In 2013, Max Scherzer had a breakout campaign for the Detroit Tigers, going 21-3 with a 2.90 ERA and 240 strikeouts. Those 32 starts earned the right-hander his first of three coveted Cy Young awards. His catcher that season was Alex Avila.
The 34-year-old Avila was reunited Wednesday with Scherzer, and former teammates Jon Lester and Patrick Corbin, signing a one-year deal to join the Nationals.
"It will be a lot of fun catching Max again,” Avila said on a Zoom video call with reporters. “He was always one of my favorite guys to catch. He was always so well prepared. I got to watch him develop into what he is now. So it will be a thrill for me to be able to catch him again. He was the first guy that actually texted me once the news broke few days ago."
Avila caught in Detroit from 2009-2015, then moved onto the White Sox, and split 2017 with the Cubs and the Tigers. He next spent two seasons with the Diamondbacks and then in 2020 was the Twins backstop. Avila caught Lester while with the Cubs and Corbin in Arizona.
Scherzer moved on from the Tigers to the Nats in 2015. Here in D.C., Max won his next two
Cy Young awards in 2016 and 2017 and was named to the All-Star team seven straight campaigns from 2013-2019.
So has Avila noticed a change in how Scherzer pitches since their days together in Detroit?

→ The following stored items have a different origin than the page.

//! サーバーレスポンスの読み出し

use std::fmt;

use healthdash_shared::ImportResponse;

use crate::ClientError;

/// インポート API のレスポンス
///
/// ステータスと本文はそのまま保持し、本文が既知の形状であれば
/// `outcome` に構造化して格納する。
#[derive(Debug, Clone, PartialEq, Eq)]
pub struct ImportResult {
   pub status:  u16,
   pub body:    String,
   pub outcome: Option<ImportResponse>,
}

impl ImportResult {
   /// レスポンスのステータスと本文を読み出す
   pub async fn from_response(response: reqwest::Response) -> Result<Self, ClientError> {
      let status = response.status().as_u16();
      let body = response.text().await?;
      Ok(Self::from_parts(status, body))
   }

   pub fn from_parts(status: u16, body: String) -> Self {
      let outcome = serde_json::from_str(&body).ok();
      Self {
         status,
         body,
         outcome,
      }
   }

   pub fn is_accepted(&self) -> bool {
      matches!(self.outcome, Some(ImportResponse::Accepted { .. }))
   }
}

impl fmt::Display for ImportResult {
   fn fmt(&self, f: &mut fmt::Formatter<'_>) -> fmt::Result {
      write!(f, "Status: {}\n{}", self.status, self.body)
   }
}
//! # Figma インポート API の呼び出し
//!
//! サーバー側と同じ 3 フィールドの必須チェックをローカルでも行い、
//! 欠落があればネットワークに出ずに [`ClientError::Validation`] を返す。
//! レスポンスは解釈せずにそのまま返す（[`crate::ImportResult`] で読み出す）。

use healthdash_shared::{AddFigmaDataBody, AppConfig, figma::ADD_FIGMA_DATA_PATH};

use crate::ClientError;

pub const PROJECT_ID_REQUIRED: &str = "projectId is required";
pub const FILE_KEY_REQUIRED: &str = "fileKey is required";
pub const ACCESS_TOKEN_REQUIRED: &str = "accessToken is required";

/// Figma インポート API クライアント
pub struct FigmaService {
   api_base:  String,
   origin:    String,
   transport: Result<reqwest::Client, String>,
}

impl FigmaService {
   /// 新しい FigmaService を作成する
   ///
   /// # 引数
   ///
   /// - `config`: 解決済みの設定（`api_base` が空なら相対 URL を組み立てる）
   /// - `origin`: 相対 URL を解決するオリジン（例: `http://localhost:3001`）
   ///
   /// HTTP クライアントの構築に失敗してもここではエラーにせず、
   /// 呼び出し時に [`ClientError::TransportUnavailable`] を返す。
   pub fn new(config: &AppConfig, origin: &str) -> Self {
      let transport = reqwest::Client::builder()
         .build()
         .map_err(|e| e.to_string());
      Self::with_transport(config, origin, transport)
   }

   /// 構築済みの HTTP クライアントを使う
   pub fn with_client(config: &AppConfig, origin: &str, client: reqwest::Client) -> Self {
      Self::with_transport(config, origin, Ok(client))
   }

   fn with_transport(
      config: &AppConfig,
      origin: &str,
      transport: Result<reqwest::Client, String>,
   ) -> Self {
      Self {
         api_base:  config.api_base.clone(),
         origin:    origin.trim_end_matches('/').to_string(),
         transport,
      }
   }

   /// リクエスト URL（`api_base` が空なら `/api/...` の相対形）
   pub fn request_url(&self, project_id: &str) -> String {
      format!(
         "{}{}?project_id={}",
         self.api_base,
         ADD_FIGMA_DATA_PATH,
         urlencoding::encode(project_id)
      )
   }

   /// 実際に送信する URL（相対形はオリジンで解決する）
   fn absolute_url(&self, project_id: &str) -> String {
      let url = self.request_url(project_id);
      if url.starts_with('/') {
         format!("{}{url}", self.origin)
      } else {
         url
      }
   }

   /// Figma データのインポートを依頼する
   ///
   /// `POST {api_base}/api/figma/add_figma_data?project_id=...` に
   /// `{ fileKey, accessToken }` を JSON で送る。
   /// 400 / 500 も `Ok` として返る。
   pub async fn add_figma_data(
      &self,
      project_id: &str,
      file_key: &str,
      access_token: &str,
   ) -> Result<reqwest::Response, ClientError> {
      validate(project_id, file_key, access_token)?;

      let client = self
         .transport
         .as_ref()
         .map_err(|e| ClientError::TransportUnavailable(e.clone()))?;

      let url = self.absolute_url(project_id);
      let body = AddFigmaDataBody {
         file_key:     file_key.to_string(),
         access_token: access_token.to_string(),
      };

      tracing::debug!(%url, "Figma インポートを送信します");

      let response = client.post(&url).json(&body).send().await?;
      Ok(response)
   }
}

/// 必須フィールドを検証する（最初の欠落で打ち切る）
fn validate(project_id: &str, file_key: &str, access_token: &str) -> Result<(), ClientError> {
   if project_id.trim().is_empty() {
      return Err(ClientError::Validation(PROJECT_ID_REQUIRED));
   }
   if file_key.trim().is_empty() {
      return Err(ClientError::Validation(FILE_KEY_REQUIRED));
   }
   if access_token.trim().is_empty() {
      return Err(ClientError::Validation(ACCESS_TOKEN_REQUIRED));
   }
   Ok(())
}
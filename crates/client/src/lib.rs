//! # Healthdash クライアント
//!
//! ダッシュボードから Figma インポート API を呼び出すクライアント。
//!
//! - [`FigmaService`]: ローカル検証の後、`POST /api/figma/add_figma_data` を発行する
//! - [`ImportResult`]: 生のレスポンスをステータスと本文に読み出す
//! - [`ClientError`]: サーバーに届く前に発生したエラー
//!
//! サーバーが返したエラー（400 / 500）は [`ImportResult`] として返り、
//! [`ClientError`] とは区別される。

pub mod error;
pub mod figma_service;
pub mod import_result;

pub use error::ClientError;
pub use figma_service::FigmaService;
pub use import_result::ImportResult;
//! # Healthdash サーバーライブラリ
//!
//! ダッシュボードの Figma インポート API を提供するサーバーのコアモジュール。
//!
//! ## モジュール構成
//!
//! - `app_builder`: State の組み立てとルーター構築
//! - `client`: 外部 API クライアント（Figma API）
//! - `config`: 環境変数からのサーバー設定読み込み
//! - `error`: エラー型と HTTP レスポンスへの変換
//! - `handler`: HTTP ハンドラ
//! - `middleware`: ミドルウェア（Request ID 付与）
//! - `usecase`: 入力検証とプローブのオーケストレーション

pub mod app_builder;
pub mod client;
pub mod config;
pub mod error;
pub mod handler;
pub mod middleware;
pub mod usecase;
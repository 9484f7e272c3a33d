//! # Healthdash 共有ユーティリティ
//!
//! サーバー（`healthdash-server`）とクライアント（`healthdash-client`）の
//! 双方から使用される型とユーティリティを提供する。
//!
//! ## 設計方針
//!
//! - Figma インポート API のワイヤー型はここに置き、両側で同じ定義を使う
//! - 設定の解決（API ベース URL、フィーチャーフラグ、環境名）もここに集約する
//! - axum への依存は持たない（`IntoResponse` 変換はサーバー側の責務）

#[cfg(feature = "observability")]
pub mod canonical_log;
pub mod config;
pub mod correlation_id;
pub mod figma;
pub mod health;
pub mod observability;

pub use config::{ApiBaseSources, AppConfig, FeatureFlags};
pub use correlation_id::RequestId;
pub use figma::{AddFigmaDataBody, ImportResponse};
pub use health::HealthResponse;
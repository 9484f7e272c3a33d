//! # 外部 API クライアント
//!
//! Figma API との通信を担当する。

pub mod figma_api;

pub use figma_api::{
   DEFAULT_FIGMA_API_BASE,
   DEFAULT_PROBE_TIMEOUT,
   FigmaApiClient,
   FigmaApiClientImpl,
   FigmaApiError,
   ProbeOutcome,
};
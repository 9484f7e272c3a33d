//! # ヘルスチェックハンドラ
//!
//! サーバーの稼働状態を確認するためのエンドポイント。
//! パスは `NG_APP_HEALTHCHECK_PATH` で変更できる（デフォルト: `/healthz`）。

use axum::Json;
use healthdash_shared::HealthResponse;

/// Liveness Check（常に `"ok"` を返す）
pub async fn health_check() -> Json<HealthResponse> {
   Json(HealthResponse::ok(env!("CARGO_PKG_VERSION")))
}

"That's part of the excitement for me is seeing where he's gotten better at, what he's learned,” Avila said. “It was a different stage of his career. He was still figuring himself out. I got to see that over the course of the five years that we were teammates. It kind of culminated into really good (year) for him in 2013. But he's taken it to a whole other level obviously after signing with the Nationals. I'm going to try to help continue that for him."
Avila was considering going to go back to Detroit this offseason and play for his Dad, Al, the general manager of the Tigers. But Alex liked the idea of playing for a team ready to win in the Nationals: “I’m looking for that ring.”
Looking around at potential destinations, Avila said he got a good feeling in his talks with Nats general manager Mike Rizzo.
"From early in the offseason I thought that might be a really good fit as long as the Nationals had the same type interest,” Avila said. “Not just being familiar with some of the guys on the staff, but also the fact that they are team built to win now. Their goal is to win a World Series. I had a great conversation with Rizzo about it (Tuesday). That was in the forefront of my mind going into it, and I was very happy that Washington had same type of interest."
Now the task for Avila is to get acclimated with the other 10 or so pitchers on the Nats. Avila says that is what spring training is for, and working with pitching coach Jim Hickey and manager Davey Martinez in game planning to bring out the best in each pitcher he works with each game.
"That will be part of the challenge going into spring training,” Avila said. “I only know three of the guys on the staff so everyone will be a learning experience for me. That starts with video, that starts with conversations with them, conversations with Jim (Hickey) and Davey (Martinez) and Yan (Gomes). Yan, (I) will probably rely on the most, trying to figure out what makes these pitchers tick and me and him will have a real great working relationship."
And his relationship with Gomes is important. He said he knew of Gomes from battling him for so many seasons in the same division. Now they get to be teammates for the first time.
"I've always admired him and what he's been able to do with his career,” Avila said. “Love watching him catch. I think just the mutual respect we have for each other will allow us to kind of hit it off on the right foot and have a nice relationship going into the season."
Gomes is the incumbent, and is expected to catch at least 100 or so games if he can remain healthy. But Avila’s lefty bat will be tremendously helpful in setting the matchups each day for Martinez. But the Nats skipper has liked the flexibility of a platoon in the past. Kurt Suzuki had become Scherzer’s regular catcher. So it would make sense that Avila would take that role on now that he has joined the Nats. But it is up to the manager, as he might prefer to have Avila start against a right-handed pitcher too.
"Whenever Davey needs me in the lineup I'll be ready to go, that's kinda like my mind set," Avila said.
As far as his offense, Avila expects to be slotted lower in the Nats lineup. The catcher joked that position would be a perfect spot for him to take advantage of Scherzer’s big bat.
"One of Max's texts was ‘you get on, I'll drive you in.’ So maybe we can get Max a few RBI's," Avila smiled.